07/07/2025
Ducati 350 Desmo.
La toute première.
18 ans.
Pas d’assurance.
Rien que le feu.
Pas de protections.
Le vent dans les veines, la route en offrande, et cette sensation d’être exactement là où ça vit.
Le bonheur d’être libre.
Le bonheur d’être plein.
Le bonheur d’être bête et vivant, dans un monde sans balise.
Et puis : l’accident.
Un virage.
Trop vite.
L'autre.
Et le corps qui quitte le sol.
Suspendu dans l’espace, le temps s’arrête.
On ne tombe pas encore.
On flotte, un peu.
Puis le retour.
Violent.
Sec.
L’asphalte entre dans l’épaule.
Le bruit est sourd.
Le casque vole.
Le silence plus fort.
La mort loupe son coup.
Hôpital.
Lumières crues.
Peau déchirée.
Pas de fracture, mais une cicatrice qui parle encore.
Et derrière :
le tribunal.
Condamné.
Les papiers.
La dette.
La honte.
Le prix du réel.
Début de vie à crédit.
Sans assurance, ça prends cher.
Tu transgresses à toi tout les torts.
Une dette dans la peau.
Mais debout.
Toujours debout.
Toujours en route.
Toujours à chercher non pas la fuite — mais l’ajustement.
Le lien juste.
Avec la matière. Avec la voie. Avec la trace.
Ce n’est pas la moto qu’on chérit.
C’est ce qu’elle révèle.
Ce qu’elle traverse.
Ce qu’elle brûle.
Certains parlent “d’attachement”.
De matière.
De distraction.
Mais il n’y a pas de séparation.
Le réservoir est spirituel.
L’épaule marquée est spirituelle.
Le silence après le choc est un temple.
Tout est traversé.
Tout est traversable.
Et parfois, on les voit.
Ceux qu’on appelle “maîtres”.
Non pas comme des statues.
Mais sur la route.
Taisen Deshimaru roule en Yamaha XS650.
Rien de clinquant.
Un deux-cylindres, rugueux, fiable.
Posture droite, regard fixe.
Il ne commente pas.
Il roule.
Le souffle est l’enseignement.
Maître Dōgen traverse les montagnes japonaises en Triumph Bonneville T120, sobre, souple, ancienne et noble.
Gants en cuir noir.
Silence total.
Chaque virage est un chapitre du Shōbōgenzō.

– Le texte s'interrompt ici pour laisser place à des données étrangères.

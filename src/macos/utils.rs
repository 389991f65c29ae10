//! 工具函数模块

use std::ffi::c_void;
use std::process::{Child, Command};

use objc2_foundation::{NSBundle, NSString};

use super::constants::{CHIME_SOUND_EXTENSION, CHIME_SOUND_RESOURCE, FALLBACK_SYSTEM_SOUND};
use super::error::{AppError, AppResult};

#[link(name = "CoreFoundation", kind = "framework")]
extern "C" {
    fn CFDictionaryCreate(
        allocator: *const c_void,
        keys: *const *const c_void,
        values: *const *const c_void,
        num_values: isize,
        key_call_backs: *const c_void,
        value_call_backs: *const c_void,
    ) -> *const c_void;
    fn CFRelease(cf: *const c_void);
    static kCFBooleanTrue: *const c_void;
}

#[link(name = "ApplicationServices", kind = "framework")]
extern "C" {
    fn AXIsProcessTrustedWithOptions(options: *const c_void) -> bool;
    static kAXTrustedCheckOptionPrompt: *const c_void;
}

/// 请求辅助功能授权（未授权时弹出系统提示）。
/// 授权与否不影响启动，这里不检查结果也不重试。
pub fn request_accessibility_trust() {
    unsafe {
        let keys = [kAXTrustedCheckOptionPrompt];
        let values = [kCFBooleanTrue];
        let options = CFDictionaryCreate(
            std::ptr::null(),
            keys.as_ptr(),
            values.as_ptr(),
            1,
            std::ptr::null(),
            std::ptr::null(),
        );
        let _ = AXIsProcessTrustedWithOptions(options);
        if !options.is_null() {
            CFRelease(options);
        }
    }
}

/// 播放报时提示音，返回播放进程的句柄。
///
/// 优先使用随应用打包的音频资源，缺失时回退到系统提示音。
pub fn spawn_chime_sound() -> AppResult<Child> {
    let path = bundled_sound_path()
        .unwrap_or_else(|| format!("/System/Library/Sounds/{FALLBACK_SYSTEM_SOUND}.aiff"));
    Command::new("afplay")
        .arg(&path)
        .spawn()
        .map_err(|e| AppError::System(format!("afplay 启动失败: {e}")))
}

/// 在应用 bundle 中查找打包的提示音
fn bundled_sound_path() -> Option<String> {
    let bundle = NSBundle::mainBundle();
    let name = NSString::from_str(CHIME_SOUND_RESOURCE);
    let ext = NSString::from_str(CHIME_SOUND_EXTENSION);
    let path = unsafe { bundle.pathForResource_ofType(Some(&name), Some(&ext)) }?;
    Some(path.to_string())
}
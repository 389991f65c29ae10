//! 图标闪烁模块
//!
//! 告警时让状态栏图标按固定步数明暗交替，结束后恢复完全不透明。

use objc2::{msg_send, sel};
use objc2_foundation::NSTimer;

use crate::alert::{blink_alpha, BLINK_INTERVAL_SECS, BLINK_STEPS};

use super::super::delegate::ChimeDelegate;
use super::super::state::with_state;
use super::status_bar::{status_button, target_anyobject};

/// 启动一次闪烁序列
///
/// 上一次序列尚未结束时直接取代：旧定时器失效后不再产生任何效果。
pub fn start_blink(delegate: &ChimeDelegate) {
    with_state(|state| {
        if let Some(timer) = state.blink_timer.take() {
            timer.invalidate();
        }
        state.blink_step = 0;
    });

    apply_alpha(blink_alpha(0, BLINK_STEPS));

    let target = target_anyobject(delegate);
    let timer = unsafe {
        NSTimer::scheduledTimerWithTimeInterval_target_selector_userInfo_repeats(
            BLINK_INTERVAL_SECS,
            target,
            sel!(blinkTick:),
            None,
            true,
        )
    };

    with_state(|state| {
        state.blink_timer = Some(timer);
    });
}

/// 闪烁定时器的每一步；最后一步强制恢复完全不透明并结束序列
pub fn blink_tick() {
    let step = with_state(|state| {
        state.blink_step += 1;
        state.blink_step
    });

    apply_alpha(blink_alpha(step, BLINK_STEPS));

    if step >= BLINK_STEPS {
        with_state(|state| {
            if let Some(timer) = state.blink_timer.take() {
                timer.invalidate();
            }
        });
    }
}

fn apply_alpha(alpha: f64) {
    let Some(button) = status_button() else {
        return;
    };
    unsafe {
        let _: () = msg_send![&*button, setAlphaValue: alpha];
    }
}
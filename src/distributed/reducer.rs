//! Final reduction
//!
//! Every non-coordinator participant sends a COMPLETE message followed by its
//! partial table. The coordinator seeds the global table with a copy of its
//! own local table and folds each partial table in, receiving from
//! participants strictly in index order. Count addition is commutative, so
//! the order only fixes the receive sequence, never the result.

use crate::distributed::codec::{encode_table, merge_table_payload};
use crate::distributed::protocol::*;
use crate::error::PipelineError;
use crate::stats::{FrequencyTable, ParticipantStats};
use anyhow::{Context, Result};
use tokio::io::{AsyncRead, AsyncWrite};
use tracing::debug;

/// Outcome of the reduction at the coordinator
#[derive(Debug, Clone)]
pub struct Reduction {
    /// Global frequency table
    pub table: FrequencyTable,

    /// Statistics received from participants `1..P`, in index order
    pub participants: Vec<ParticipantStats>,
}

/// Send this participant's local table to the coordinator
pub async fn send_partial_table<S>(link: &mut S, stats: ParticipantStats, table: &FrequencyTable) -> Result<()>
where
    S: AsyncWrite + Unpin,
{
    let participant_index = stats.participant_index;

    write_message(link, &Message::Complete(CompleteMessage { stats }))
        .await
        .context("Failed to send completion message")?;

    let payload = encode_table(table);
    write_frame(link, payload.as_bytes())
        .await
        .context("Failed to send partial table")?;

    debug!(participant_index, words = table.len(), bytes = payload.len(), "partial table sent");
    Ok(())
}

/// Report a failure to the coordinator in place of the partial table
pub async fn send_error<S>(link: &mut S, participant_index: usize, node_id: &str, error: &anyhow::Error) -> Result<()>
where
    S: AsyncWrite + Unpin,
{
    let msg = Message::Error(ErrorMessage {
        participant_index,
        node_id: node_id.to_string(),
        error: format!("{:#}", error),
    });

    write_message(link, &msg).await.context("Failed to send error message")
}

/// Fold every participant's partial table into the coordinator's local table
///
/// `links[k]` is the link to participant `k + 1`. The local table is cloned,
/// never modified.
pub async fn reduce<S>(local: &FrequencyTable, links: &mut [S]) -> Result<Reduction>
where
    S: AsyncRead + Unpin,
{
    let mut global = local.clone();
    let mut participants = Vec::with_capacity(links.len());

    for (offset, link) in links.iter_mut().enumerate() {
        let participant_index = offset + 1;

        let stats = match read_message(link)
            .await
            .with_context(|| format!("Failed to receive result from participant {}", participant_index))?
        {
            Message::Complete(msg) => msg.stats,
            Message::Error(err) => {
                return Err(PipelineError::ParticipantFailed {
                    index: participant_index,
                    node_id: err.node_id,
                    message: err.error,
                }
                .into())
            }
            other => {
                return Err(PipelineError::UnexpectedMessage {
                    expected: "COMPLETE",
                    got: other.kind().to_string(),
                }
                .into())
            }
        };

        if stats.participant_index != participant_index {
            anyhow::bail!(
                "Participant {} reported itself as participant {}",
                participant_index,
                stats.participant_index
            );
        }

        let payload = read_frame(link, MAX_FRAME_LEN)
            .await
            .with_context(|| format!("Failed to receive partial table from participant {}", participant_index))?;
        merge_table_payload(&mut global, &payload)
            .with_context(|| format!("Invalid partial table from participant {}", participant_index))?;

        debug!(participant_index, node_id = %stats.node_id, tokens = stats.tokens, "partial table merged");
        participants.push(stats);
    }

    Ok(Reduction {
        table: global,
        participants,
    })
}

#[cfg(test)]
mod tests {
    use super::*;
    use std::time::Duration;

    fn table(entries: &[(&str, u64)]) -> FrequencyTable {
        entries.iter().map(|&(w, c)| (w, c)).collect()
    }

    fn stats(index: usize, t: &FrequencyTable) -> ParticipantStats {
        ParticipantStats::from_table(index, format!("node-{}", index), 1, 1, t, Duration::ZERO)
    }

    #[tokio::test]
    async fn test_reduce_merges_in_order() {
        let local = table(&[("the", 2), ("cat", 2), ("sat", 1)]);
        let remote = table(&[("a", 2), ("cat", 1), ("sat", 1), ("on", 1), ("mat", 1)]);

        let (mut coord, mut part) = tokio::io::duplex(4096);
        send_partial_table(&mut part, stats(1, &remote), &remote).await.unwrap();

        let mut links = [&mut coord];
        let reduction = reduce(&local, &mut links).await.unwrap();

        let expected = table(&[("the", 2), ("cat", 3), ("sat", 2), ("a", 2), ("on", 1), ("mat", 1)]);
        assert_eq!(reduction.table, expected);
        assert_eq!(reduction.participants.len(), 1);
        assert_eq!(reduction.participants[0].participant_index, 1);

        // Seeding copies the local table
        assert_eq!(local.get("cat"), 2);
    }

    #[tokio::test]
    async fn test_reduce_no_participants() {
        let local = table(&[("solo", 1)]);
        let mut links: [tokio::io::DuplexStream; 0] = [];

        let reduction = reduce(&local, &mut links).await.unwrap();
        assert_eq!(reduction.table, local);
        assert!(reduction.participants.is_empty());
    }

    #[tokio::test]
    async fn test_reduce_empty_partial_table() {
        let (mut coord, mut part) = tokio::io::duplex(4096);
        let empty = FrequencyTable::new();
        send_partial_table(&mut part, stats(1, &empty), &empty).await.unwrap();

        let mut links = [&mut coord];
        let reduction = reduce(&empty, &mut links).await.unwrap();
        assert!(reduction.table.is_empty());
    }

    #[tokio::test]
    async fn test_reduce_malformed_payload_is_fatal() {
        let (mut coord, mut part) = tokio::io::duplex(4096);
        let t = table(&[("cat", 1)]);
        write_message(&mut part, &Message::Complete(CompleteMessage { stats: stats(1, &t) }))
            .await
            .unwrap();
        write_frame(&mut part, b"cat 1\ncat\n").await.unwrap();

        let mut links = [&mut coord];
        let err = reduce(&FrequencyTable::new(), &mut links).await.unwrap_err();

        assert!(matches!(
            err.downcast_ref::<PipelineError>(),
            Some(PipelineError::MalformedTable { line: 2, .. })
        ));
    }

    #[tokio::test]
    async fn test_reduce_participant_error() {
        let (mut coord, mut part) = tokio::io::duplex(4096);
        send_error(&mut part, 1, "node-1", &anyhow::anyhow!("disk on fire"))
            .await
            .unwrap();

        let mut links = [&mut coord];
        let err = reduce(&FrequencyTable::new(), &mut links).await.unwrap_err();

        match err.downcast_ref::<PipelineError>() {
            Some(PipelineError::ParticipantFailed { index, message, .. }) => {
                assert_eq!(*index, 1);
                assert!(message.contains("disk on fire"));
            }
            other => panic!("unexpected error: {:?}", other),
        }
    }

    #[tokio::test]
    async fn test_reduce_rejects_wrong_identity() {
        let (mut coord, mut part) = tokio::io::duplex(4096);
        let t = table(&[("x", 1)]);
        send_partial_table(&mut part, stats(5, &t), &t).await.unwrap();

        let mut links = [&mut coord];
        assert!(reduce(&FrequencyTable::new(), &mut links).await.is_err());
    }

    #[tokio::test]
    async fn test_reduce_disconnect_is_fatal() {
        let (mut coord, part) = tokio::io::duplex(64);
        drop(part);

        let mut links = [&mut coord];
        let err = reduce(&FrequencyTable::new(), &mut links).await.unwrap_err();
        assert!(format!("{:#}", err).contains("participant 1"));
    }
}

Chaque ralentissement : “ni gain, ni perte.”
Thich Nhat Hanh roule doucement sur une Honda Super Cub 90cc, moteur léger, sandales aux pieds.
À chaque feu rouge, il s’arrête.
Et il respire.
Rien ne presse.
Tout est invitation.
Arnaud Desjardins chevauche une BMW R75/5, grise, solide, parfaitement entretenue.
Un oui d'avance en tête.
Un souffle long.
Il ne discourt pas.
Il trace, sobrement, précisément, comme il a toujours fait.
Lee Lozowick
Lui, il descend le désert américain sur un Harley-Davidson FXR de 1984.
Sacoches molles.
Guidon haut.
Santiags râpées.
Une cigarette collée au coin des lèvres, un mala autour du poignet, et un poème obscène dans la poche arrière.
Et alors?
Il rit.
Il roule.
Il brûle.
Il enseigne en diagonale.
Et tous, chacun à leur manière, disent la même chose :
ne sépare pas.
Ne coupe pas.
Ne classe pas.
Le coussin n’est pas supérieur au réservoir.
Le dojo n’est pas plus noble que le désert.
Le souffle qui précède le choc est le même que celui qui s’élève dans l’assise.
Tout est là.
La route.
La chute.
La dette.
La douleur.
La reprise.
La pratique.
La joie.
Tout est spirituel.
Quand on ne fuit pas dans la fiente molle des paroles de lumières sacrés sucrées.